Electrons: My first LED matrix
Time for retro 1 bit graphics with the MAX279
The next parts kit for me to experiment with is the:
MAX7219 Dot Arduino Matrix Display Module Cascade Control Arduino Module DIY New
This was £1.27 supplied as components and a board. You can get the board ready built for a few pence more. The board has a LED driver chip, and sockets for an 8x8 LED grid.
Previously I have lit LEDs by connecting each one to its relevant pin on the micro controller. However the trinket only has 4 output pins - which means I’m limited that way to only 4 LEDs. The way that you get around this is by using a matrix of LEDs, and then you step through these row by row and column by column and you can do this so quickly that you can’t see the flashing, and it becomes an image.
Of course - that would mean I still needed 16 pins to drive an 8x8 matrix, too many for the trinket. This is where the MAX279 chip comes in - you communicate with that - using 4 pins, and the chip does all the maths itself and lights up the LEDs at your command.
So if you look at the completed driver board, it has five header pins in, power and ground, then DIN, CS and CLK. The board also has a similar header on the opposite side - because these chips and boards can be chained together and many different matrices can then still be controlled by the same trinket. I’ll not cover the daisy chain here.

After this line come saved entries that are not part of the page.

//! # Modlens-RS: Single-File Modularity Analysis for Python
//!
//! Modlens reads one Python source file and reports how well it is
//! modularized:
//!
//! - **Structure**: functions, classes and imports extracted with tree-sitter
//! - **Relationships**: intra-file call graph, callers and related functions
//! - **Metrics**: cyclomatic complexity, raw line counts, maintainability index
//! - **Duplication**: pairwise function similarity over normalized source
//! - **Issues**: threshold rules for size, complexity, duplication and cohesion
//! - **Refactoring**: one concrete, step-by-step suggestion per issue
//!
//! ## Architecture
//!
//! ```text
//! ┌─────────────────────────────────────────────────────────────┐
//! │                        API Layer                            │
//! ├─────────────────────────────────────────────────────────────┤
//! │  Core        │  Detectors      │  Language  │  I/O         │
//! │              │                 │  Adapters  │              │
//! │ • Pipeline   │ • Graph         │ • Python   │ • Reports    │
//! │ • Config     │ • Complexity    │            │ • Previews   │
//! │ • Errors     │ • Clone detect  │            │              │
//! │              │ • Cohesion      │            │              │
//! │              │ • Refactoring   │            │              │
//! └─────────────────────────────────────────────────────────────┘
//! ```
//!
//! ## Quick Start
//!
//! ```rust,no_run
//! use modlens_rs::{ModlensConfig, ModlensEngine};
//!
//! fn main() -> Result<(), Box<dyn std::error::Error>> {
//!     let engine = ModlensEngine::new(ModlensConfig::default())?;
//!     let report = engine.analyze_file("app/services.py")?;
//!
//!     println!("{} issues in {}", report.total_issues, report.file_name);
//!     Ok(())
//! }
//! ```

#![warn(unsafe_code)]
#![allow(clippy::module_name_repetitions)]
#![cfg_attr(docsrs, feature(doc_cfg))]

#[cfg(feature = "mimalloc")]
#[global_allocator]
static ALLOC: mimalloc::MiMalloc = mimalloc::MiMalloc;

// Core pipeline, configuration and errors
pub mod core {
    //! Analysis pipeline, configuration and error types.

    pub mod config;
    pub mod errors;
    pub mod pipeline;
}

// Analysis stages
pub mod detectors {
    //! Analysis stages run by the pipeline.

    pub mod clone_detection;
    pub mod cohesion;
    pub mod complexity;
    pub mod graph;
    pub mod refactoring;
}

// Language-specific AST adapters
pub mod lang {
    //! Tree-sitter parsing and structural extraction.

    pub mod common;
    pub mod python;
    pub mod registry;
}

// Rendering
pub mod io {
    //! Report rendering and refactoring previews.

    pub mod previews;
    pub mod reports;
}

// Public API and engine interface
pub mod api {
    //! High-level API and engine interface.

    pub mod engine;
    pub mod results;
}

// Re-export primary types for convenience
pub use api::engine::ModlensEngine;
pub use api::results::{AnalysisReport, FunctionSummary};
pub use core::config::ModlensConfig;
pub use core::errors::{ModlensError, ModlensResultExt, Result};
pub use detectors::complexity::MetricsProvider;
pub use io::reports::{ReportFormat, ReportGenerator};

/// Library version information
pub const VERSION: &str = env!("CARGO_PKG_VERSION");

I can just connect the power and ground connectors to the 3v and ground of the trinket directly, using red and black wires.
Then, I use a white wire from pin 2 of the trinket to go to the DIN (Data in) pin of the matrix board. Trinket pin 3 (orange) connects to CS (Chip Select I think) and Trinket 4 (orange) to CLK (Clock).
Here is a view of the breadboard wiring with the matrix board removed:
At this point I powered up the board and was rewarded by this sight:
So it seems to work - and the default state of the matrix board appears to be ‘light up everything'
Next I spent several hours looking for some code to use, and then several days trying to get it to work. There are many examples out there - and finally I used what I will include at the bottom of this post to add several animation frames of a pacman ghost (which I designed)
The program uses an array full of a set of frames made up of 8 binary bytes and a number which is the time to show that on the matrix.
It then goes through each of those frames and sends it out to the first matrix in the chain.
The upshot is that the code I collated produces a series of frames one of which looks like this:
Adafruit does a similar matrix which along with being more expensive works in a different way - I used their idea of building up the frame as a set of binary bytes and including the timing in an array. However they put all of this data in a separate file, called anim.h and although I created this header file like they said, I could not get it to compile. Theirs is a better method because once you have written the code - you can then mess about with the data and animations separately. However - I couldn’t get that to work.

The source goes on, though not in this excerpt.